The new law, which went into effect July 1, cuts in half potential jail time and allows drunken drivers the ability to keep their permits to carry handguns.
At the time, one Iowa sheriff questioned the change, baffled that state legislators recognized the danger of operating a vehicle while drunk but not carrying a lethal weapon while intoxicated.
“We know alcohol blurs judgment,” said Black Hawk County Sheriff Tony Thompson. “I’m not sure what the driving force was behind watering that down.”
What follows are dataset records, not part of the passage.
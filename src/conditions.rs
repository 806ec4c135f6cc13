//! Labels and glyphs for provider condition codes ("Clear", "Rain", ...).
//!
//! `describe` and `emoji` are independent tables. The fog group in `emoji`
//! is narrower than the one in `describe`; keep them separate.

pub const NO_DATA_LABEL: &str = "No data";
pub const THERMOMETER_GLYPH: &str = "🌡️";

/// Human-readable label for a condition code.
///
/// Unknown non-empty codes are returned verbatim.
pub fn describe(code: Option<&str>) -> &str {
    let code = match code {
        Some(code) if !code.is_empty() => code,
        _ => return NO_DATA_LABEL,
    };

    match code {
        "Clear" => "Sunny",
        "Clouds" => "Cloudy",
        "Rain" => "Rain",
        "Snow" => "Snow",
        "Thunderstorm" => "Thunderstorm",
        "Drizzle" => "Drizzle",
        "Mist" | "Fog" | "Haze" | "Smoke" | "Dust" | "Sand" | "Ash" | "Squall" | "Tornado" => {
            "Foggy"
        }
        other => other,
    }
}

/// Emoji glyph for a condition code.
pub fn emoji(code: Option<&str>) -> &'static str {
    match code {
        Some("Clear") => "☀️",
        Some("Clouds") => "☁️",
        Some("Rain") => "🌧️",
        Some("Snow") => "❄️",
        Some("Thunderstorm") => "⛈️",
        Some("Drizzle") => "🌦️",
        Some("Mist" | "Fog" | "Haze") => "🌫️",
        _ => THERMOMETER_GLYPH,
    }
}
State Representative Mary Wolfe, the ranking Democrat on the House Judiciary Committee, commented via Facebook on January 20, “I just noticed that under 724.4 carrying a dangerous weapon without a permit is an [aggravated] misdemeanor while under 724.4C as amended carrying a dangerous weapon without a permit while intoxicated is only a serious misdemeanor. That seems … counterintuitive.”
Amber Gustafson, a Democratic candidate for Iowa Senate district 19 and former leader of the Iowa chapter of Moms Demand Action, a gun safety group, noted that it would be difficult for Baltimore to run the committee that handles gun bills with this criminal charge pending. She informed me that House Joint Resolution 13, a state constitutional amendment to repeal all gun permitting, is due to be considered in a House Judiciary subcommittee on January 25. That bill went nowhere during the 2017 legislative session but was assigned to a subcommittee last week.
UPDATE: Baltimore was indeed sidelined on water quality ill. On January 23 he blasted the majority of his Republican colleagues who approved the Senate’s bill, backed by agricultural interest groups, over the bipartisan House version, which had a broad coalition of supporters.
Later in the week, a House Judiciary subcommittee approved along party lines a gun rights constitutional amendment, Joyce Russell reported for Iowa Public Radio on January 25:
The amendment states that Iowans’ rights to acquire, keep, possess, transport, carry, transfer, and use arms for all legitimate purposes shall not be infringed, and that courts should strictly scrutinize any attempt to regulate them. […]
“It spells it out very clearly and concisely so that there is no question about what our Second Amendment rights are,” [GOP State Representative Matt] Windschitl said, “and that if they are to be regulated the regulations will be held to a very high level of scrutiny by our judicial system.” […]
“This language is not an attempt to try to circumvent the laws and regulations the state already has or to have them overturned in some future courtroom,” Windschitl said. […]
“We’re concerned that if this amendment becomes part of our constitution it would make it very difficult to have any future regulation,” said Tom Chapman with the Iowa Catholic Conference. “And in fact I think putting in there strict scrutiny I think that’s an invitation to legal action even to some of our current regulations.”
Kathie Obradovich interviewed Baltimore for her January 26 column in the Des Moines Register.
Baltimore, a Boone Republican, says he hasn’t decided whether to run for re-election to a fifth term in the Iowa House. He says his arrest won’t factor into his decision, however.
“Knowing full well political tactics, I know the postcard is going out with my mugshot on it,” he said. “So, I would be the one that would send the postcard out, with my own mugshot on it, and say, guess what? This is me.”
Baltimore said Thursday [January 25] he was getting ready to send out a newsletter to his constituents that details what he did and apologizes for his poor judgment. […]
Baltimore says he wants to be an example for anyone who might be thinking of getting behind the wheel when they’ve had too much to drink. “I hope they remember my mug shot on TV,” he said.
The 51-year-old lawmaker also isn’t keeping his head down at the Capitol, where people tend to treat any hint of scandal like a diagnosis of smallpox. “There were people that were surprised that I showed up on Monday,” he said, adding that those who know him shouldn’t have expected anything different.